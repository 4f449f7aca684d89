//! Stdio transport for the support service

use std::sync::Arc;

use anyhow::Result;
use tokio::io::{self, AsyncBufRead, AsyncBufReadExt, AsyncWrite, AsyncWriteExt, BufReader};
use tracing::{debug, error, info, warn};

use super::SupportService;
use super::protocol::{Reply, Request};

/// Serve requests from stdin, writing replies to stdout, until EOF
#[inline]
pub async fn serve_stdio(service: Arc<SupportService>) -> Result<()> {
    info!("Starting support service with stdio transport");
    let reader = BufReader::new(io::stdin());
    let writer = io::stdout();
    serve(service, reader, writer).await?;
    info!("Support service stopped");
    Ok(())
}

/// Process one JSON request per line from `reader` until EOF
#[inline]
pub async fn serve<R, W>(service: Arc<SupportService>, mut reader: R, mut writer: W) -> Result<()>
where
    R: AsyncBufRead + Unpin,
    W: AsyncWrite + Unpin,
{
    let mut line = String::new();
    loop {
        line.clear();
        match reader.read_line(&mut line).await {
            Ok(0) => {
                info!("EOF reached, closing connection");
                break;
            }
            Ok(_) => {
                let line = line.trim();
                if line.is_empty() {
                    continue;
                }

                let reply = match serde_json::from_str::<Request>(line) {
                    Ok(request) => handle_request(&service, request).await,
                    Err(e) => {
                        warn!("Rejected malformed request: {}", e);
                        Reply::invalid_request(format!("Malformed request: {}", e))
                    }
                };
                send_reply(&mut writer, &reply).await?;
            }
            Err(e) => {
                error!("Error reading from stdin: {}", e);
                break;
            }
        }
    }
    Ok(())
}

/// Dispatch a single request to the service
#[inline]
pub async fn handle_request(service: &SupportService, request: Request) -> Reply {
    debug!("Handling request: {:?}", request);
    let result = match request {
        Request::StartSession => {
            let session_id = service.start_session().await;
            return Reply::SessionStarted { session_id };
        }
        Request::Query { session_id, query } => {
            service.query(&session_id, query).await.map(Reply::Answer)
        }
        Request::AgentReply { session_id, text } => service
            .agent_reply(&session_id, &text)
            .await
            .map(|()| Reply::ack()),
        Request::Resume { session_id } => service.resume(&session_id).await.map(|()| Reply::ack()),
        Request::EndSession { session_id } => {
            service.end_session(&session_id).await.map(|()| Reply::ack())
        }
    };

    result.unwrap_or_else(|e| {
        warn!("Request failed: {}", e);
        Reply::from(&e)
    })
}

async fn send_reply<W>(writer: &mut W, reply: &Reply) -> Result<()>
where
    W: AsyncWrite + Unpin,
{
    let json = serde_json::to_string(reply)?;
    writer.write_all(json.as_bytes()).await?;
    writer.write_all(b"\n").await?;
    writer.flush().await?;
    Ok(())
}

■ ■ ■ ■ ■

** WORK ITEM **
The answer must be every line of the records that contains the word "info".

** EXERCISE ANSWER **
use tracing::{debug, error, info, warn};
    info!("Starting support service with stdio transport");
    info!("Support service stopped");
                info!("EOF reached, closing connection");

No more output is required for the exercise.